After four years of the worst president in the history of the United States, and two autumns in a row of choking on smokey air, and one with widespread power outages, we’ve all, (if only unconsciously) been expecting something worse.
My family and I have been sheltering in place for a full week now. My hips hurt from sitting, and my eyes often burn from Zooming/teaching online, reading articles about teaching online, e-mailing, grading papers, and all the other stuff we do online which I’ve cut back on because there’s less time.
You’ve probably noticed this too. If you’re working from home, the time just disappears. Twice today, I looked at the clock and had eight to ten minutes before a Zoom session. When I looked up again, in what felt like only three minutes, I was late or about to be late — about to be late for a meeting that I didn’t even have to leave my house to get to.
And then there’s that thing where, since you’re at home, there are so many things you could do that you can’t figure out which one you should do first, Separating the urgent work-related and urgent home-related tasks has, in just a week, become impossible. Do I defrost something for dinner or answer this e-mail since I forgot to take anything out of the freezer this morning because I was logged into a webinar about an online tutoring platform, and because If I don’t do it now, I will likely forget again (And YES, I know how lucky I am to still have a job)?
But already this week, my son, Luis, and niece (and ahijada) Jasmine, helped me clean the house. Thursday, Jasmine cooked dinner while I sewed. I also taught my son to play gin rummy, my marido hand-washed some dishes all on his own, and I resisted the urge to encourage my mom to leave the small town where she lives to come here and stay with us rather than being alone. She’s in a high-risk category, so she’s much safer where lives in Tuolumne because no cases have yet been reported.

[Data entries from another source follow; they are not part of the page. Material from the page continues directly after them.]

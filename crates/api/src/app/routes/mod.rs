use axum::{routing::get, Router};

pub mod categories;
pub mod items;
pub mod system;

pub fn router() -> Router {
    Router::new()
        .route("/", get(system::index))
        .route("/health", get(system::health))
        .route("/categories", get(categories::list))
        .route("/items", get(items::list))
        .nest("/category", categories::router())
        .nest("/item", items::router())
}
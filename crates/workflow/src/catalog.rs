//! The catalog workflow controller.

use std::collections::HashMap;
use std::sync::Arc;

use shopkeep_catalog::{
    validate, Category, CategoryDraft, FieldError, Item, ItemDraft, CATEGORY_RULES, ITEM_RULES,
};
use shopkeep_core::RecordId;
use shopkeep_store::RecordStore;

use crate::error::{WorkflowError, WorkflowResult};
use crate::outcome::{CategoryDeleteOutcome, FormOutcome};

/// Counts shown on the index page.
#[derive(Debug, Clone, Copy, PartialEq, Eq)]
pub struct Overview {
    pub item_count: usize,
    pub category_count: usize,
}

/// The workflow controller: one method per (record kind x action).
///
/// Holds the injected store handle for its whole lifetime; constructed once
/// at process start and shared across requests. The only state it touches
/// outside the store is the transient draft of the request in flight.
pub struct Catalog {
    store: Arc<dyn RecordStore>,
}

impl Catalog {
    pub fn new(store: Arc<dyn RecordStore>) -> Self {
        Self { store }
    }

    pub fn overview(&self) -> WorkflowResult<Overview> {
        Ok(Overview {
            item_count: self.store.item_count()?,
            category_count: self.store.category_count()?,
        })
    }

    // ---- categories ----

    pub fn category_list(&self) -> WorkflowResult<Vec<Category>> {
        Ok(self.store.categories()?)
    }

    /// The category plus every item referencing it. Both reads must succeed
    /// before anything renders.
    pub fn category_detail(&self, id: RecordId) -> WorkflowResult<(Category, Vec<Item>)> {
        let category = self.store.category(id)?.ok_or(WorkflowError::NotFound)?;
        let items = self.store.items_in_category(id)?;
        Ok((category, items))
    }

    pub fn category_create(
        &self,
        fields: &HashMap<String, String>,
    ) -> WorkflowResult<FormOutcome<CategoryDraft>> {
        let v = validate(fields, CATEGORY_RULES);
        let draft = CategoryDraft::from_fields(&v.fields);
        if !v.is_clean() {
            return Ok(FormOutcome::Rejected {
                draft,
                errors: v.errors,
            });
        }

        // Name is a natural key: a duplicate create is de-duplication, not
        // an error. Logged so the silent merge is at least observable.
        if let Some(existing) = self.store.category_by_name(&draft.name)? {
            tracing::info!(id = %existing.id, name = %existing.name, "category already exists, redirecting");
            return Ok(FormOutcome::Redirect { id: existing.id });
        }

        let saved = self.store.insert_category(draft)?;
        tracing::info!(id = %saved.id, name = %saved.name, "category created");
        Ok(FormOutcome::Redirect { id: saved.id })
    }

    /// Full overwrite at `id`, preserving the id. No uniqueness
    /// short-circuit on the update path.
    pub fn category_update(
        &self,
        id: RecordId,
        fields: &HashMap<String, String>,
    ) -> WorkflowResult<FormOutcome<CategoryDraft>> {
        let v = validate(fields, CATEGORY_RULES);
        let draft = CategoryDraft::from_fields(&v.fields);
        if !v.is_clean() {
            return Ok(FormOutcome::Rejected {
                draft,
                errors: v.errors,
            });
        }

        let saved = self
            .store
            .replace_category(id, draft)?
            .ok_or(WorkflowError::NotFound)?;
        tracing::info!(id = %saved.id, "category updated");
        Ok(FormOutcome::Redirect { id: saved.id })
    }

    /// Data for the delete-confirmation page. A missing id short-circuits
    /// as NotFound here rather than degrading to a redirect.
    pub fn category_delete_view(&self, id: RecordId) -> WorkflowResult<(Category, Vec<Item>)> {
        self.category_detail(id)
    }

    pub fn category_delete(&self, id: RecordId) -> WorkflowResult<CategoryDeleteOutcome> {
        let category = self.store.category(id)?.ok_or(WorkflowError::NotFound)?;
        let blocking_items = self.store.items_in_category(id)?;
        if !blocking_items.is_empty() {
            tracing::info!(
                id = %category.id,
                blockers = blocking_items.len(),
                "category delete refused, items still reference it"
            );
            return Ok(CategoryDeleteOutcome::Blocked {
                category,
                blocking_items,
            });
        }

        self.store.delete_category(id)?;
        tracing::info!(id = %category.id, "category deleted");
        Ok(CategoryDeleteOutcome::Deleted)
    }

    // ---- items ----

    pub fn item_list(&self) -> WorkflowResult<Vec<Item>> {
        Ok(self.store.items()?)
    }

    /// The item with its category resolved and embedded.
    pub fn item_detail(&self, id: RecordId) -> WorkflowResult<(Item, Category)> {
        let item = self.store.item(id)?.ok_or(WorkflowError::NotFound)?;
        let category = self
            .store
            .category(item.category)?
            .ok_or(WorkflowError::NotFound)?;
        Ok((item, category))
    }

    pub fn item_create(
        &self,
        fields: &HashMap<String, String>,
    ) -> WorkflowResult<FormOutcome<ItemDraft>> {
        let v = validate(fields, ITEM_RULES);
        let draft = ItemDraft::from_fields(&v.fields);
        let mut errors = v.errors;
        self.check_category_reference(&draft, &mut errors)?;
        if !errors.is_empty() {
            return Ok(FormOutcome::Rejected { draft, errors });
        }

        if let Some(existing) = self.store.item_by_name(&draft.name)? {
            tracing::info!(id = %existing.id, name = %existing.name, "item already exists, redirecting");
            return Ok(FormOutcome::Redirect { id: existing.id });
        }

        let saved = self.store.insert_item(draft)?;
        tracing::info!(id = %saved.id, name = %saved.name, "item created");
        Ok(FormOutcome::Redirect { id: saved.id })
    }

    pub fn item_update(
        &self,
        id: RecordId,
        fields: &HashMap<String, String>,
    ) -> WorkflowResult<FormOutcome<ItemDraft>> {
        let v = validate(fields, ITEM_RULES);
        let draft = ItemDraft::from_fields(&v.fields);
        let mut errors = v.errors;
        self.check_category_reference(&draft, &mut errors)?;
        if !errors.is_empty() {
            return Ok(FormOutcome::Rejected { draft, errors });
        }

        let saved = self
            .store
            .replace_item(id, draft)?
            .ok_or(WorkflowError::NotFound)?;
        tracing::info!(id = %saved.id, "item updated");
        Ok(FormOutcome::Redirect { id: saved.id })
    }

    /// Data for the item delete-confirmation page. `None` means the id did
    /// not resolve and the caller should fall back to the list (the
    /// item-side silent-miss policy).
    pub fn item_delete_view(&self, id: RecordId) -> WorkflowResult<Option<Item>> {
        Ok(self.store.item(id)?)
    }

    /// Unconditional delete. Deleting an id that no longer exists is a
    /// silent no-op, not an error.
    pub fn item_delete(&self, id: RecordId) -> WorkflowResult<()> {
        let existed = self.store.delete_item(id)?;
        if existed {
            tracing::info!(%id, "item deleted");
        } else {
            tracing::warn!(%id, "item delete ignored, id does not exist");
        }
        Ok(())
    }

    /// Referential-integrity guard: the submitted category id must resolve
    /// to an existing category. A dangling reference is a field error (the
    /// form re-renders), never a server error. Skipped when the field
    /// already failed its presence rule.
    fn check_category_reference(
        &self,
        draft: &ItemDraft,
        errors: &mut Vec<FieldError>,
    ) -> WorkflowResult<()> {
        if errors.iter().any(|e| e.field == "category") {
            return Ok(());
        }
        let resolved = match draft.category.parse::<RecordId>() {
            Ok(id) => self.store.category(id)?,
            Err(_) => None,
        };
        if resolved.is_none() {
            errors.push(FieldError {
                field: "category",
                message: "Item category must reference an existing category".to_string(),
            });
        }
        Ok(())
    }
}
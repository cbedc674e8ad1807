//! Category: a named grouping that items belong to.

use std::collections::HashMap;

use serde::{Deserialize, Serialize};

use shopkeep_core::{Entity, RecordId};

use crate::validate::{FieldRule, RuleKind};

/// Rule table for category form submissions.
pub const CATEGORY_RULES: &[FieldRule] = &[
    FieldRule {
        field: "name",
        label: "Category name",
        kind: RuleKind::Length { min: 5, max: 50 },
    },
    FieldRule {
        field: "description",
        label: "Category description",
        kind: RuleKind::Length { min: 5, max: 200 },
    },
];

/// A persisted category record.
///
/// `name` is unique across categories and was trimmed + markup-escaped by
/// the validation engine before it ever reached the store.
#[derive(Debug, Clone, PartialEq, Eq, Serialize, Deserialize)]
pub struct Category {
    pub id: RecordId,
    pub name: String,
    pub description: String,
}

impl Category {
    /// Canonical URL of this category's detail page.
    pub fn url(&self) -> String {
        format!("/category/{}", self.id)
    }
}

impl Entity for Category {
    fn id(&self) -> RecordId {
        self.id
    }

    fn name(&self) -> &str {
        &self.name
    }
}

/// A validated, not-yet-persisted category.
#[derive(Debug, Clone, Default, PartialEq, Eq, Serialize, Deserialize)]
pub struct CategoryDraft {
    pub name: String,
    pub description: String,
}

impl CategoryDraft {
    /// Build a draft from the validation engine's normalized field map.
    pub fn from_fields(fields: &HashMap<String, String>) -> Self {
        Self {
            name: fields.get("name").cloned().unwrap_or_default(),
            description: fields.get("description").cloned().unwrap_or_default(),
        }
    }
}

/// Pre-populating an update form with the stored record.
impl From<&Category> for CategoryDraft {
    fn from(category: &Category) -> Self {
        Self {
            name: category.name.clone(),
            description: category.description.clone(),
        }
    }
}
//! `shopkeep-catalog` — catalog entities and the validation engine.
//!
//! Two record kinds (categories and items), their in-memory drafts, and the
//! declarative field-rule table that turns raw form input into a normalized
//! draft or a list of field errors.

pub mod category;
pub mod item;
pub mod validate;

pub use category::{Category, CategoryDraft, CATEGORY_RULES};
pub use item::{Item, ItemDraft, ITEM_RULES};
pub use validate::{validate, FieldError, FieldRule, RuleKind, Validated};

After years of turmoil during my teens and twenties, my mom and I have become rather close, twin loud-laughers, twin wine-lover, and twin sewists. The older we both get, the harder it is for us to be apart for any real length of time.
While it’s hard not knowing when we’ll sit again at my dining room table, each behind her own sewing machine, racing to see who can finish her project first, I am feeling like a lot of parents of teenagers. I can’t help being so terribly happy by much they have been at home. Both have gone out for short periods to hike outdoors with friends or skateboard, but mostly they have been home, following the shelter-in-place order, looking to be kept company and comforted too. There have been moments when they are like Laura and Mary of Little House on the Prairie on cold winter days, their willingness to cook and clean to pass the time and to make the most of our rations. And Luis plays the piano, jazz standards, Andalucia by Ernesto Lecuona, and Bach, and Jasmine endures my endless loud singing along to REM’s “It’s the End of the World,” Minutemen’s “Cornona, Zero Boys’ “Civilizations Dying,” and “Womanchrist by Bad Cop Bad Cop.”
I guess the whole house has endured my singing. They know that singing angry punk song is how I’ve coped since I was 13. It’s always helps me feel like I have some power, like we’ll all get through this. I don’t know if we will for sure, but behind the bravado of the lyric “It’s the end of the world as we know it, and I feel fine,” (from REM’s punkest song) is a defiant acknowledgement of truth, a tearing away of lies, a rallying cry for the courage to face reality.